Etre ou paraître, telle est la confusion

Publié le 01 avril 2008 par Mgallot

Le titre à lui seul est tout un programme: "nouveau look pour une nouvelle vie". L'émission en elle-même, diffusée hier soir sur M6, est à l'avenant. Quatre personnes qu'on devine triées sur le volet par les producteurs se font relooker par des spécialistes toujours présentés comme des références internationales du "glamour" (le mot est répété à satiété pendant l'émission, de même que le mot "sexy", qu'on apprend aux spectateurs à ne pas confondre avec "vulgaire").

A propos de relooking, on assiste principalement à une mise aux normes actuelles de la mode, comme l'exprime très bien l'un des heureux participants à la fin de sa métamorphose (de jeune homme en jeans t-shirt en gino à lunettes de soleil fashion): "avant, j'étais assez atypique comme designer". Ouf! le voilà à présent comme les autres. Il s'en est fallu d'un cheveu qu'il reste original. Merci M6!

Il va sans dire que pour cette émission, il existe une beauté universelle, sur laquelle on ne peut que tomber d'accord, celle de la mode.
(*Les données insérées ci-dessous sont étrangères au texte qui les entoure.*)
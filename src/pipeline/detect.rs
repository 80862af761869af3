//! Change detection over fingerprints.
//!
//! Compares each freshly probed fingerprint with the manifest entry from the
//! previous run and decides whether the document changed, recording the
//! reasons in rule priority order:
//!
//! 1. `etag` differs
//! 2. `last_modified` differs
//! 3. `content_length` differs
//! 4. `final_url` differs
//! 5. content prefix hash differs, only when 1-3 have no data
//! 6. locator never observed before
//!
//! Every probed locator is written back to the manifest, changed or not.

use std::collections::HashSet;

use futures::stream::{self, StreamExt};

use crate::models::{
    Candidate, ChangeVerdict, Config, DetectionConfig, DetectionReport, Evidence,
    FingerprintRecord, Manifest, ProbeFailure, ProbeOutcome,
};
use crate::services::FingerprintSource;

/// Outcome of checking one locator.
#[derive(Debug, Clone, PartialEq, Eq)]
pub enum Assessment {
    Changed(ChangeVerdict),
    Unchanged,
    /// Probe failed; neither changed nor unchanged.
    Unknown(ProbeFailure),
}

/// Decides whether monitored documents changed since the last run.
#[derive(Debug, Clone)]
pub struct ChangeDetector {
    config: DetectionConfig,
    max_concurrent: usize,
}

impl ChangeDetector {
    pub fn new(config: DetectionConfig) -> Self {
        Self {
            config,
            max_concurrent: 1,
        }
    }

    pub fn from_config(config: &Config) -> Self {
        Self::new(config.detection.clone()).with_concurrency(config.http.max_concurrent)
    }

    /// Allow up to `max_concurrent` probes in flight. Evaluation stays sequential.
    pub fn with_concurrency(mut self, max_concurrent: usize) -> Self {
        self.max_concurrent = max_concurrent.max(1);
        self
    }

    /// Apply the rule set to one observation.
    ///
    /// `first_run` is true when the manifest was empty at the start of the
    /// run; with a quiet baseline, new locators are then not reported.
    pub fn evaluate(
        &self,
        locator: &str,
        category: &str,
        current: &FingerprintRecord,
        stored: Option<&FingerprintRecord>,
        first_run: bool,
    ) -> Option<ChangeVerdict> {
        // An entry that only ever recorded failures has nothing to compare.
        let evidence = match stored.filter(|s| has_data(s)) {
            Some(stored) => changed_fields(current, stored),
            None if first_run && self.config.quiet_baseline => {
                log::debug!("Baseline recorded for {}", locator);
                Vec::new()
            }
            None => vec![Evidence::NewlyObserved],
        };

        if evidence.is_empty() {
            return None;
        }
        Some(ChangeVerdict {
            locator: locator.to_string(),
            evidence,
            category: category.to_string(),
        })
    }

    /// Evaluate a probe outcome and upsert the manifest entry.
    pub fn check(
        &self,
        manifest: &mut Manifest,
        candidate: &Candidate,
        outcome: ProbeOutcome,
        first_run: bool,
    ) -> Assessment {
        let locator = candidate.locator.as_str();

        let mut current = match outcome {
            ProbeOutcome::Strong(record) | ProbeOutcome::Weak(record) => record,
            ProbeOutcome::Failed { error, at } => {
                log::warn!("Probe failed for {}: {}", locator, error);
                let record = manifest
                    .get(locator)
                    .cloned()
                    .unwrap_or_default()
                    .into_failed(error.clone(), at);
                manifest.upsert(locator, record);
                return Assessment::Unknown(ProbeFailure {
                    locator: locator.to_string(),
                    error,
                });
            }
        };

        let stored = manifest.get(locator);
        let verdict = self.evaluate(locator, &candidate.category, &current, stored, first_run);
        if current.content_prefix_hash.is_none() {
            current.content_prefix_hash = stored.and_then(|s| s.content_prefix_hash.clone());
        }
        manifest.upsert(locator, current);

        match verdict {
            Some(verdict) => Assessment::Changed(verdict),
            None => Assessment::Unchanged,
        }
    }

    /// Probe every candidate and check it against the manifest.
    ///
    /// Duplicate locators are checked once, keeping the first category.
    pub async fn run(
        &self,
        source: &dyn FingerprintSource,
        manifest: &mut Manifest,
        candidates: &[Candidate],
    ) -> DetectionReport {
        let first_run = manifest.is_empty();
        if first_run {
            log::info!("Manifest is empty: first run");
        }

        let mut seen = HashSet::new();
        let unique: Vec<&Candidate> = candidates
            .iter()
            .filter(|c| seen.insert(c.locator.as_str()))
            .collect();

        let mut report = DetectionReport {
            checked: unique.len(),
            ..DetectionReport::default()
        };

        // Probes overlap; results arrive in discovery order.
        let mut probes = stream::iter(unique)
            .map(|candidate| async move {
                let outcome = source.probe(&candidate.locator).await;
                (candidate, outcome)
            })
            .buffered(self.max_concurrent);

        while let Some((candidate, outcome)) = probes.next().await {
            log::debug!("Probed {} ({})", candidate.locator, outcome.kind());
            match self.check(manifest, candidate, outcome, first_run) {
                Assessment::Changed(verdict) => {
                    log::info!(
                        "Change detected: {} | {}",
                        verdict.locator,
                        verdict.evidence_summary()
                    );
                    report.verdicts.push(verdict);
                }
                Assessment::Unchanged => {}
                Assessment::Unknown(failure) => report.failures.push(failure),
            }
        }

        report
    }
}

fn has_data(record: &FingerprintRecord) -> bool {
    record.has_strong_validators()
        || record.final_locator.is_some()
        || record.content_prefix_hash.is_some()
}

/// Rules 1-5, in priority order.
fn changed_fields(current: &FingerprintRecord, stored: &FingerprintRecord) -> Vec<Evidence> {
    let comparable = [
        (Evidence::ValidatorChanged, &current.validator, &stored.validator),
        (Evidence::ModifiedAtChanged, &current.modified_at, &stored.modified_at),
        (Evidence::SizeChanged, &current.size, &stored.size),
        (Evidence::FinalLocatorChanged, &current.final_locator, &stored.final_locator),
    ];

    let mut evidence: Vec<Evidence> = comparable
        .into_iter()
        .filter(|(_, now, before)| now.is_some() && now != before)
        .map(|(evidence, _, _)| evidence)
        .collect();

    // The prefix hash only speaks when the server exposed no validators.
    if !current.has_strong_validators()
        && current.content_prefix_hash.is_some()
        && current.content_prefix_hash != stored.content_prefix_hash
    {
        evidence.push(Evidence::ContentPrefixChanged);
    }

    evidence
}
// src/services/fingerprint.rs

//! Fingerprint source.
//!
//! Obtains cheap change validators for a document: the `ETag`,
//! `Last-Modified` and `Content-Length` of a HEAD response, or, when the
//! server exposes none of them, a SHA-256 of the first bytes fetched with a
//! range request.

use async_trait::async_trait;
use chrono::Local;
use reqwest::header::{ACCEPT_ENCODING, CONTENT_LENGTH, ETAG, HeaderMap, HeaderName, LAST_MODIFIED, RANGE};
use reqwest::{Client, StatusCode};
use sha2::{Digest, Sha256};

use crate::error::{AppError, Result};
use crate::models::{Config, FingerprintConfig, FingerprintRecord, ProbeOutcome};
use crate::utils::http::{RetryPolicy, create_raw_client};

/// Produces a fingerprint for a resource locator.
#[async_trait]
pub trait FingerprintSource: Send + Sync {
    /// Probe a locator. Never fails: failures are a terminal outcome.
    async fn probe(&self, locator: &str) -> ProbeOutcome;
}

/// Hash of a resource's leading bytes.
#[derive(Debug, Clone, PartialEq, Eq)]
struct ContentPrefix {
    hash: String,
    final_url: String,
}

/// HTTP-backed fingerprint source.
pub struct HttpFingerprintSource {
    client: Client,
    retry: RetryPolicy,
    config: FingerprintConfig,
}

impl HttpFingerprintSource {
    pub fn new(client: Client, retry: RetryPolicy, config: FingerprintConfig) -> Self {
        Self {
            client,
            retry,
            config,
        }
    }

    /// Build a source with its own non-decoding client from the application config.
    pub fn from_config(config: &Config) -> Result<Self> {
        Ok(Self::new(
            create_raw_client(&config.http)?,
            RetryPolicy::from_config(&config.http),
            config.fingerprint.clone(),
        ))
    }

    /// Attempt 1: validators from a HEAD request.
    async fn metadata(&self, locator: &str) -> Result<FingerprintRecord> {
        let response = self
            .retry
            .send(
                self.client
                    .head(locator)
                    .header(ACCEPT_ENCODING, "identity"),
            )
            .await?
            .error_for_status()?;
        let headers = response.headers();

        Ok(FingerprintRecord {
            validator: header_text(headers, ETAG),
            modified_at: header_text(headers, LAST_MODIFIED),
            size: header_text(headers, CONTENT_LENGTH),
            final_locator: Some(response.url().to_string()),
            status: Some(response.status().as_u16()),
            observed_at: Some(Local::now()),
            ..Default::default()
        })
    }

    /// Attempt 2: hash of the first `prefix_bytes` bytes.
    async fn content_prefix(&self, locator: &str) -> Result<ContentPrefix> {
        let limit = self.config.prefix_bytes.max(1);
        let request = self
            .client
            .get(locator)
            .header(RANGE, format!("bytes=0-{}", limit - 1))
            .header(ACCEPT_ENCODING, "identity");
        let mut response = self.retry.send(request).await?;

        let status = response.status();
        if status != StatusCode::OK && status != StatusCode::PARTIAL_CONTENT {
            return Err(AppError::probe(
                locator,
                format!("range request returned {status}"),
            ));
        }
        let final_url = response.url().to_string();

        // Servers ignoring Range send the whole body; stop at the limit.
        let mut prefix = Vec::with_capacity(limit);
        while prefix.len() < limit {
            let Some(chunk) = response.chunk().await? else {
                break;
            };
            let take = (limit - prefix.len()).min(chunk.len());
            prefix.extend_from_slice(&chunk[..take]);
        }

        Ok(ContentPrefix {
            hash: hex::encode(Sha256::digest(&prefix)),
            final_url,
        })
    }
}

#[async_trait]
impl FingerprintSource for HttpFingerprintSource {
    async fn probe(&self, locator: &str) -> ProbeOutcome {
        let metadata = match self.metadata(locator).await {
            Ok(record) if record.has_strong_validators() => return ProbeOutcome::Strong(record),
            other => other,
        };

        if !self.config.content_prefix_fallback {
            let reason = match metadata {
                Ok(_) => "no validators exposed".to_string(),
                Err(e) => e.to_string(),
            };
            return ProbeOutcome::failed(format!("HEAD fail: {reason}"));
        }

        if let Err(e) = &metadata {
            log::debug!("HEAD failed for {}: {}. Trying range probe.", locator, e);
        }

        match self.content_prefix(locator).await {
            Ok(prefix) => {
                let base = metadata.unwrap_or_default();
                ProbeOutcome::Weak(FingerprintRecord {
                    final_locator: base.final_locator.or(Some(prefix.final_url)),
                    content_prefix_hash: Some(prefix.hash),
                    status: base.status,
                    observed_at: Some(Local::now()),
                    ..Default::default()
                })
            }
            Err(e) => ProbeOutcome::failed(format!("HEAD/Range fail: {e}")),
        }
    }
}

fn header_text(headers: &HeaderMap, name: HeaderName) -> Option<String> {
    headers
        .get(name)
        .and_then(|v| v.to_str().ok())
        .map(|s| s.trim().to_string())
        .filter(|s| !s.is_empty())
}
D'ailleurs, tout est scénarisé façon M6: une personne mal habillée et par conséquent laide subit l'"épreuve de la rue" et se trouve exposée dans sa tenue la plus moche aux regards impitoyables des passants (tellement évidemment sélectionnés au montage pour leurs paroles les plus cassantes que ça en est comique). Dans une voiture de luxe, la personne en mal d'apparence visionne ces témoignages et prend conscience de la gravité de la situation. Elle est alors prise en main par coiffeur, styliste, et même spécialiste de la gestuelle, et une fois métamorphosée, exhibée devant ses proches comme un monstre de foire - tous la trouvent magnifiques, qualifiant le changement de spectaculaire - avant de subir une dernière fois l'épreuve de la rue, récoltant uniquement des remarques élogieuses. Les habitués de M6 auront reconnu mutando mutandis le scénario de "super nanny" ou de "c'est du propre", le conte de fée moderne (tout commence mal mais tout finit bien), d'une répétitivité et d'une prévisibilité à mourir d'ennui.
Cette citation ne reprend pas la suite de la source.